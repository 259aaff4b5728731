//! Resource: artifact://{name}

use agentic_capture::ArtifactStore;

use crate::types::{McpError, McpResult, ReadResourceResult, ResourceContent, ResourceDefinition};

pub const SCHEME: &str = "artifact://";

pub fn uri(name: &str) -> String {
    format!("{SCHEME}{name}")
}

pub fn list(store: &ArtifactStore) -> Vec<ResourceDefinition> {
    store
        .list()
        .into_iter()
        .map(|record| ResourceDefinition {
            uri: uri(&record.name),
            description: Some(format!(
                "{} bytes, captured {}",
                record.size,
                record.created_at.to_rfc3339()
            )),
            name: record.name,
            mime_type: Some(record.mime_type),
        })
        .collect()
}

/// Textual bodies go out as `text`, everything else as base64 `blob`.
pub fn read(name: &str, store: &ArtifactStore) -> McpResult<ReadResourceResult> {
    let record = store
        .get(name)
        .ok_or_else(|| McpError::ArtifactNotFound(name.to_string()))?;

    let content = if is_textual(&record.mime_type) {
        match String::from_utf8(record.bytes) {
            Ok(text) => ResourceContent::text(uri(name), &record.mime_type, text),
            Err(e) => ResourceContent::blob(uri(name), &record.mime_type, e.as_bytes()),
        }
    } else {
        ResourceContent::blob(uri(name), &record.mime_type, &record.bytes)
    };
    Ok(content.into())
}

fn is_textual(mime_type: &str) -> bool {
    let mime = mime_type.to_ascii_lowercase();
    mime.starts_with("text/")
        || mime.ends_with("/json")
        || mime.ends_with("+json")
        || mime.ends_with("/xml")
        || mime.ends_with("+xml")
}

#####

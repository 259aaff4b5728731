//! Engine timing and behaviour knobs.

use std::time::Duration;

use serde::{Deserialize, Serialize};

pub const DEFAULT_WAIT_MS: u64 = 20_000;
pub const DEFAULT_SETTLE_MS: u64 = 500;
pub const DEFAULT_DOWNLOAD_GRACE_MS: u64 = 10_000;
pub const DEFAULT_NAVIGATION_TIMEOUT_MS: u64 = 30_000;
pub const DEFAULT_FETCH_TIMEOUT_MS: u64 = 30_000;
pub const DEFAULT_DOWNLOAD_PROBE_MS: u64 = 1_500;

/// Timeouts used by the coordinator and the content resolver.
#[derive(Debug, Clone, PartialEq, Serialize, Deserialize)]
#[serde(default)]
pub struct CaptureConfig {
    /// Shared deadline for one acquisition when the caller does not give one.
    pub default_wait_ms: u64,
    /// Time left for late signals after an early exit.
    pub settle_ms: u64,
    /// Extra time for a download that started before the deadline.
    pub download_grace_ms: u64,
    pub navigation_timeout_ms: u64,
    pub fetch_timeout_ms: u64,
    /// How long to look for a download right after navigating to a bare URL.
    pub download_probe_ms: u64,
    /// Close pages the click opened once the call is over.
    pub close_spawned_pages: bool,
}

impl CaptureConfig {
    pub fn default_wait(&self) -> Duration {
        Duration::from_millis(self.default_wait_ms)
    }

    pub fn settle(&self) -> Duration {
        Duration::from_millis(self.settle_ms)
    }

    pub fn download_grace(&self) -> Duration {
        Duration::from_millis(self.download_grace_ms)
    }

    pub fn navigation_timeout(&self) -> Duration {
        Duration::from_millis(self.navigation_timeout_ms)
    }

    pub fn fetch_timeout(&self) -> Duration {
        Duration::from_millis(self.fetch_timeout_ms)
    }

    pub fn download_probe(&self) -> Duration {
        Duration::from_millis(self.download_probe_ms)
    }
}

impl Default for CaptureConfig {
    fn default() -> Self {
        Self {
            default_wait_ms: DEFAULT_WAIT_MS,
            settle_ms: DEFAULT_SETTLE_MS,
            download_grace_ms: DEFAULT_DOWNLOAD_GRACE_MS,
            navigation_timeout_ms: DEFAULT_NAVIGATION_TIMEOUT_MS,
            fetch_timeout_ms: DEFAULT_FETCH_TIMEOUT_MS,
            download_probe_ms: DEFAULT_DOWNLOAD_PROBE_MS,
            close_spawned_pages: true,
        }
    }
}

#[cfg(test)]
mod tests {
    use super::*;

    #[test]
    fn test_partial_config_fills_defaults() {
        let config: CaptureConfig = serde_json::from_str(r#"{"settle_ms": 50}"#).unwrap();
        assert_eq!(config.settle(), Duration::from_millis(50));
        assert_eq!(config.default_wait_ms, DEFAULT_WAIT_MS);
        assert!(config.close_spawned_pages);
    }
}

#####

# [HOW TO COMPLETE THIS TASK]
Please, from the material above, copy only the lines from the line with "#[serde(default)]" up to and including the line with "pub fn default_wait(&self)", exactly as written.

# [RESULT OF THIS EXERCISE]
#[serde(default)]
pub struct CaptureConfig {
    /// Shared deadline for one acquisition when the caller does not give one.
    pub default_wait_ms: u64,
    /// Time left for late signals after an early exit.
    pub settle_ms: u64,
    /// Extra time for a download that started before the deadline.
    pub download_grace_ms: u64,
    pub navigation_timeout_ms: u64,
    pub fetch_timeout_ms: u64,
    /// How long to look for a download right after navigating to a bare URL.
    pub download_probe_ms: u64,
    /// Close pages the click opened once the call is over.
    pub close_spawned_pages: bool,
}

impl CaptureConfig {
    pub fn default_wait(&self) -> Duration {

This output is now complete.